Norme Tecniche di attuazione del Piano Operativo
Argomenti
Art. 25.4.1 Interventi di tipo R1
1. Gli interventi di tipo R1 sono gli interventi rivolti alla sola riorganizzazione funzionale interna delle singole unità immobiliari, nel rispetto dei principali elementi tipologici e dell’impianto distributivo principale del fabbricato, a condizione che non comportino modifica della volumetria complessiva della costruzione né alterazione dei caratteri architettonici e decorativi di valore dell'edificio e degli elementi costituenti arredo urbano. Non possono inoltre comportare modifiche della quota dei solai se riferiti all'impianto originario.
2. Oltre gli interventi di tipo Rc, qualora ritenute compatibili attraverso l’analisi storico-critica, con il tipo R1 sono consentiti:
- a) modifiche agli elementi strutturali verticali finalizzati ad una nuova distribuzione ovvero al cambiamento della destinazione d’uso fra quelle compatibili con la tipologia insediativa solo se coerenti con l'impaginato originario e con i caratteri architettonici, tipologici e strutturali dell’edificio;
- b) gli interventi di ripristino di porzioni crollate o demolite dell'edificio, purché di modesta entità e purché si tratti di crolli e demolizioni parziali, previo accertamento della originaria consistenza e configurazione, con anche la ricostruzione di coperture e solai parzialmente o totalmente crollati.
3. Nel caso i prospetti siano stati alterati in modo incongruo gli interventi di tipo R possono prevedere il ripristino dei caratteri originari.
4. Sono ammessi interventi di riapertura di porte e finestre esterne tamponate, senza modifica di forma, dimensioni e posizione. Limitatamente agli edifici posti al di fuori del Territorio Urbanizzato e solo nel caso in cui tali interventi sull'originario sistema delle aperture di un edificio o di parte di esso non consenta comunque il cambiamento di destinazione d'uso ammesso dalle presenti norme è consentita la realizzazione delle aperture minime e indispensabili al cambio d’uso.
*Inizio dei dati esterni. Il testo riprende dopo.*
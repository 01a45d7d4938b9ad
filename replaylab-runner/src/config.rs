//! TOML experiment configuration.
//!
//! ```toml
//! [backtest]
//! symbols = ["SPY", "QQQ"]
//! start_date = "2024-01-02"
//! end_date = "2024-02-01"
//! initial_cash = 10000.0
//! resolution = "minute"
//!
//! [data]
//! source = "synthetic"
//! seed = 42
//!
//! [strategy]
//! name = "ma_cross"
//! params = { fast = 10, slow = 30 }
//!
//! [optimize]
//! method = "coordinate_descent"
//! metric = "sharpe_ratio"
//! max_passes = 10
//!
//! [optimize.grid]
//! fast = [5, 10, 20]
//! slow = [30, 50, 100]
//! ```

use chrono::NaiveDate;
use serde::{Deserialize, Serialize};
use std::path::{Path, PathBuf};
use thiserror::Error;

use replaylab_core::data::{CsvProvider, DataProvider, Resolution, SyntheticProvider};
use replaylab_core::engine::EngineConfig;
use replaylab_core::strategies;
use replaylab_core::Strategy;

use crate::fitness::FitnessMetric;
use crate::params::{ParamGrid, ParamSet};
use crate::sweep::SearchMethod;

#[derive(Debug, Error)]
pub enum ConfigError {
    #[error("failed to read config {path}: {source}")]
    Io {
        path: PathBuf,
        #[source]
        source: std::io::Error,
    },

    #[error("invalid TOML: {0}")]
    Parse(#[from] toml::de::Error),

    #[error("unknown strategy '{0}'")]
    UnknownStrategy(String),

    #[error("data source 'csv' requires [data] dir")]
    MissingDataDir,

    #[error("[optimize] section is required for optimization")]
    MissingOptimize,

    #[error("[optimize.grid] must declare at least one parameter")]
    EmptyGrid,

    #[error("max_passes must be at least 1")]
    ZeroPasses,
}

/// Top-level experiment file.
#[derive(Debug, Clone, Deserialize)]
pub struct ExperimentConfig {
    pub backtest: BacktestSection,
    #[serde(default)]
    pub data: DataSection,
    pub strategy: StrategySection,
    pub optimize: Option<OptimizeSection>,
}

#[derive(Debug, Clone, PartialEq, Serialize, Deserialize)]
pub struct BacktestSection {
    pub symbols: Vec<String>,
    pub start_date: NaiveDate,
    pub end_date: NaiveDate,
    #[serde(default = "default_initial_cash")]
    pub initial_cash: f64,
    #[serde(default)]
    pub resolution: Resolution,
}

fn default_initial_cash() -> f64 {
    10_000.0
}

#[derive(Debug, Clone, Copy, Default, PartialEq, Eq, Serialize, Deserialize)]
#[serde(rename_all = "lowercase")]
pub enum DataSource {
    Csv,
    #[default]
    Synthetic,
}

#[derive(Debug, Clone, PartialEq, Serialize, Deserialize)]
pub struct DataSection {
    #[serde(default)]
    pub source: DataSource,
    /// Directory holding `<SYMBOL>.csv` files.
    pub dir: Option<PathBuf>,
    #[serde(default = "default_seed")]
    pub seed: u64,
}

fn default_seed() -> u64 {
    42
}

impl Default for DataSection {
    fn default() -> Self {
        Self {
            source: DataSource::default(),
            dir: None,
            seed: default_seed(),
        }
    }
}

#[derive(Debug, Clone, Deserialize)]
pub struct StrategySection {
    pub name: String,
    #[serde(default)]
    pub params: ParamSet,
}

#[derive(Debug, Clone, Deserialize)]
pub struct OptimizeSection {
    #[serde(default)]
    pub method: SearchMethod,
    #[serde(default)]
    pub metric: FitnessMetric,
    #[serde(default = "default_max_passes")]
    pub max_passes: usize,
    #[serde(default)]
    pub parallel: bool,
    pub grid: ParamGrid,
}

fn default_max_passes() -> usize {
    10
}

impl ExperimentConfig {
    pub fn from_toml(content: &str) -> Result<Self, ConfigError> {
        let config: Self = toml::from_str(content)?;
        config.validate()?;
        Ok(config)
    }

    pub fn load(path: &Path) -> Result<Self, ConfigError> {
        let content = std::fs::read_to_string(path).map_err(|source| ConfigError::Io {
            path: path.to_path_buf(),
            source,
        })?;
        Self::from_toml(&content)
    }

    /// Checks that do not need data. Engine-level checks (window, cash,
    /// universe) run when the backtester is built.
    pub fn validate(&self) -> Result<(), ConfigError> {
        if strategies::by_name(&self.strategy.name).is_none() {
            return Err(ConfigError::UnknownStrategy(self.strategy.name.clone()));
        }
        if self.data.source == DataSource::Csv && self.data.dir.is_none() {
            return Err(ConfigError::MissingDataDir);
        }
        if let Some(opt) = &self.optimize {
            if opt.grid.is_empty() {
                return Err(ConfigError::EmptyGrid);
            }
            if opt.method == SearchMethod::CoordinateDescent && opt.max_passes == 0 {
                return Err(ConfigError::ZeroPasses);
            }
        }
        Ok(())
    }

    pub fn engine_config(&self) -> EngineConfig {
        let b = &self.backtest;
        EngineConfig::new(b.symbols.clone(), b.start_date, b.end_date, b.initial_cash)
            .with_resolution(b.resolution)
    }

    pub fn provider(&self) -> Result<Box<dyn DataProvider>, ConfigError> {
        match self.data.source {
            DataSource::Synthetic => Ok(Box::new(SyntheticProvider::new(self.data.seed))),
            DataSource::Csv => {
                let dir = self.data.dir.clone().ok_or(ConfigError::MissingDataDir)?;
                Ok(Box::new(CsvProvider::new(dir)))
            }
        }
    }

    pub fn strategy(&self) -> Result<Box<dyn Strategy>, ConfigError> {
        strategies::by_name(&self.strategy.name)
            .ok_or_else(|| ConfigError::UnknownStrategy(self.strategy.name.clone()))
    }

    pub fn optimize(&self) -> Result<&OptimizeSection, ConfigError> {
        self.optimize.as_ref().ok_or(ConfigError::MissingOptimize)
    }
}
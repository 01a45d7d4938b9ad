//! Data provider trait and structured error types.
//!
//! The DataProvider trait abstracts over data sources (injected tables, CSV
//! directories, synthetic generators) so the engine never knows where bars
//! came from and tests can hand it fixtures directly.

use chrono::NaiveDate;
use serde::{Deserialize, Serialize};
use std::str::FromStr;
use thiserror::Error;

use crate::domain::Bar;

/// Bar granularity requested from a provider.
#[derive(Debug, Clone, Copy, Default, PartialEq, Eq, Hash, Serialize, Deserialize)]
#[serde(rename_all = "lowercase")]
pub enum Resolution {
    #[default]
    Minute,
    Hour,
    Daily,
}

impl Resolution {
    /// Bar spacing in minutes within a trading session.
    pub fn step_minutes(&self) -> i64 {
        match self {
            Self::Minute => 1,
            Self::Hour => 60,
            Self::Daily => 24 * 60,
        }
    }
}

impl FromStr for Resolution {
    type Err = DataError;

    fn from_str(s: &str) -> Result<Self, Self::Err> {
        match s.to_ascii_lowercase().as_str() {
            "minute" => Ok(Self::Minute),
            "hour" => Ok(Self::Hour),
            "daily" | "day" => Ok(Self::Daily),
            other => Err(DataError::Validation(format!("unknown resolution '{other}'"))),
        }
    }
}

/// Structured error types for data operations.
#[derive(Debug, Error)]
pub enum DataError {
    #[error("symbol not found: {symbol}")]
    SymbolNotFound { symbol: String },

    #[error("validation error: {0}")]
    Validation(String),

    #[error("I/O error reading {path}: {source}")]
    Io {
        path: String,
        #[source]
        source: std::io::Error,
    },

    #[error("CSV error in {path}: {source}")]
    Csv {
        path: String,
        #[source]
        source: csv::Error,
    },
}

/// Source of historical OHLC bars.
///
/// Implementations return bars for `[start, end)` in ascending timestamp
/// order. The loop derives its clock from the reference instrument, so
/// providers should emit the same timestamp grid for every symbol they serve.
pub trait DataProvider: Send + Sync {
    /// Human-readable name of this provider.
    fn name(&self) -> &str;

    /// Fetch bars for a symbol over a date range.
    fn history(
        &self,
        symbol: &str,
        start: NaiveDate,
        end: NaiveDate,
        resolution: Resolution,
    ) -> Result<Vec<Bar>, DataError>;
}
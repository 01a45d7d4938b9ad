//! Memoized search results keyed by full parameter combination.
//!
//! The key is the canonical rendering of a normalized [`ParamSet`], so two
//! combinations hit the same slot exactly when every name and value agrees.
//! A short blake3 digest of that key serves as a stable combination id in
//! exports and logs.

use serde::{Deserialize, Serialize};
use std::collections::HashMap;
use std::fmt;

use crate::metrics::PerformanceStats;
use crate::params::{ParamSet, ParamSetExt};

/// Content hash of a combination key (first 8 bytes of blake3, hex).
#[derive(Debug, Clone, PartialEq, Eq, Hash, PartialOrd, Ord, Serialize, Deserialize)]
pub struct ComboId(String);

impl ComboId {
    pub fn of(params: &ParamSet) -> Self {
        Self::from_key(&params.canonical_key())
    }

    pub fn from_key(key: &str) -> Self {
        let hash = blake3::hash(key.as_bytes());
        let hex: String = hash.as_bytes()[..8]
            .iter()
            .map(|b| format!("{b:02x}"))
            .collect();
        Self(hex)
    }

    pub fn as_str(&self) -> &str {
        &self.0
    }
}

impl fmt::Display for ComboId {
    fn fmt(&self, f: &mut fmt::Formatter<'_>) -> fmt::Result {
        f.write_str(&self.0)
    }
}

/// One evaluated combination. `stats` is `None` when the run closed no trades.
#[derive(Debug, Clone, PartialEq, Serialize, Deserialize)]
pub struct CachedResult {
    pub id: ComboId,
    pub params: ParamSet,
    pub stats: Option<PerformanceStats>,
}

/// Write-once cache of search results.
#[derive(Debug, Clone, Default)]
pub struct ResultCache {
    entries: HashMap<String, CachedResult>,
    hits: usize,
}

impl ResultCache {
    pub fn new() -> Self {
        Self::default()
    }

    /// Look up a combination, counting the hit.
    pub fn get(&mut self, params: &ParamSet) -> Option<&CachedResult> {
        let hit = self.entries.get(&params.canonical_key());
        if hit.is_some() {
            self.hits += 1;
        }
        hit
    }

    /// Store a result. An existing entry is kept; returns whether the
    /// combination was new.
    pub fn put(&mut self, params: ParamSet, stats: Option<PerformanceStats>) -> bool {
        let key = params.canonical_key();
        if self.entries.contains_key(&key) {
            return false;
        }
        let id = ComboId::from_key(&key);
        self.entries.insert(key, CachedResult { id, params, stats });
        true
    }

    pub fn len(&self) -> usize {
        self.entries.len()
    }

    pub fn is_empty(&self) -> bool {
        self.entries.is_empty()
    }

    pub fn hits(&self) -> usize {
        self.hits
    }
}
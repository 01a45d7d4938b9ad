//! Time-indexed bar tables for a universe of instruments.
//!
//! Each instrument keeps its own ascending series. No alignment or
//! forward-fill happens here: an instrument without a bar at some timestamp
//! simply has no entry there, and the loop leaves it out of that snapshot.

use chrono::{NaiveDate, NaiveDateTime};
use std::collections::{BTreeMap, HashMap};

use super::provider::{DataError, DataProvider, Resolution};
use crate::domain::Bar;

/// Ascending bar series for one instrument with O(1) timestamp lookup.
#[derive(Debug, Clone, Default)]
pub struct BarSeries {
    bars: Vec<Bar>,
    index: HashMap<NaiveDateTime, usize>,
}

impl BarSeries {
    /// Build a series, sorting by timestamp. Duplicate timestamps are rejected.
    pub fn new(mut bars: Vec<Bar>) -> Result<Self, DataError> {
        bars.sort_by_key(|b| b.timestamp);
        let mut index = HashMap::with_capacity(bars.len());
        for (i, bar) in bars.iter().enumerate() {
            if index.insert(bar.timestamp, i).is_some() {
                return Err(DataError::Validation(format!(
                    "duplicate bar timestamp {}",
                    bar.timestamp
                )));
            }
        }
        Ok(Self { bars, index })
    }

    pub fn bars(&self) -> &[Bar] {
        &self.bars
    }

    pub fn len(&self) -> usize {
        self.bars.len()
    }

    pub fn is_empty(&self) -> bool {
        self.bars.is_empty()
    }

    /// Bar stamped exactly at `ts`, if any.
    pub fn at(&self, ts: NaiveDateTime) -> Option<&Bar> {
        self.index.get(&ts).map(|&i| &self.bars[i])
    }

    /// Bars up to and including `ts`, optionally bounded to the last `lookback`.
    pub fn up_to(&self, ts: NaiveDateTime, lookback: Option<usize>) -> &[Bar] {
        let end = match self.index.get(&ts) {
            Some(&i) => i + 1,
            None => self.bars.partition_point(|b| b.timestamp <= ts),
        };
        let start = match lookback {
            Some(n) => end.saturating_sub(n),
            None => 0,
        };
        &self.bars[start..end]
    }

    /// Bars with `start <= timestamp < end`.
    pub fn between(&self, start: NaiveDateTime, end: NaiveDateTime) -> Self {
        let bars: Vec<Bar> = self
            .bars
            .iter()
            .filter(|b| b.timestamp >= start && b.timestamp < end)
            .copied()
            .collect();
        let index = bars
            .iter()
            .enumerate()
            .map(|(i, b)| (b.timestamp, i))
            .collect();
        Self { bars, index }
    }
}

/// Bar tables for every instrument in a universe.
///
/// The first symbol inserted is the reference instrument whose timestamps
/// drive the simulation clock.
#[derive(Debug, Clone, Default)]
pub struct MarketData {
    symbols: Vec<String>,
    series: BTreeMap<String, BarSeries>,
}

impl MarketData {
    pub fn new() -> Self {
        Self::default()
    }

    /// Add (or replace) an instrument's table.
    pub fn insert(&mut self, symbol: impl Into<String>, bars: Vec<Bar>) -> Result<(), DataError> {
        let symbol = symbol.into();
        let series = BarSeries::new(bars)?;
        if !self.series.contains_key(&symbol) {
            self.symbols.push(symbol.clone());
        }
        self.series.insert(symbol, series);
        Ok(())
    }

    /// Builder form of [`MarketData::insert`].
    pub fn with_symbol(mut self, symbol: impl Into<String>, bars: Vec<Bar>) -> Result<Self, DataError> {
        self.insert(symbol, bars)?;
        Ok(self)
    }

    /// Load every symbol from a provider. The first symbol becomes the reference.
    pub fn load(
        provider: &dyn DataProvider,
        symbols: &[String],
        start: NaiveDate,
        end: NaiveDate,
        resolution: Resolution,
    ) -> Result<Self, DataError> {
        let mut market = Self::new();
        for symbol in symbols {
            let bars = provider.history(symbol, start, end, resolution)?;
            tracing::debug!(
                provider = provider.name(),
                symbol = %symbol,
                bars = bars.len(),
                "loaded history"
            );
            market.insert(symbol.clone(), bars)?;
        }
        Ok(market)
    }

    /// Symbols in insertion order.
    pub fn symbols(&self) -> &[String] {
        &self.symbols
    }

    pub fn contains(&self, symbol: &str) -> bool {
        self.series.contains_key(symbol)
    }

    pub fn series(&self, symbol: &str) -> Option<&BarSeries> {
        self.series.get(symbol)
    }

    pub fn reference_symbol(&self) -> Option<&str> {
        self.symbols.first().map(String::as_str)
    }

    /// Timestamps of the reference instrument, ascending.
    pub fn clock(&self) -> Vec<NaiveDateTime> {
        self.reference_symbol()
            .and_then(|s| self.series.get(s))
            .map(|series| series.bars().iter().map(|b| b.timestamp).collect())
            .unwrap_or_default()
    }

    /// Restrict to `symbols` (in that order) and `[start, end)`.
    ///
    /// Fails with `SymbolNotFound` if any requested symbol has no table.
    pub fn select(
        &self,
        symbols: &[String],
        start: NaiveDateTime,
        end: NaiveDateTime,
    ) -> Result<Self, DataError> {
        let mut out = Self::new();
        for symbol in symbols {
            let series = self
                .series
                .get(symbol)
                .ok_or_else(|| DataError::SymbolNotFound { symbol: symbol.clone() })?;
            if !out.series.contains_key(symbol) {
                out.symbols.push(symbol.clone());
            }
            out.series.insert(symbol.clone(), series.between(start, end));
        }
        Ok(out)
    }
}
Tali aperture saranno realizzate con forme, materiali, proporzioni, dimensioni e composizione tipica dei prospetti degli edifici rurali in modo da salvaguardare l'integrità compositiva e le originarie caratteristiche architettoniche dell’edificio nel rispetto del disegno complessivo della facciata interessata. Tale disposizione non si applica ai locali igienico-sanitari e in genere a tutti i locali di servizio e accessori.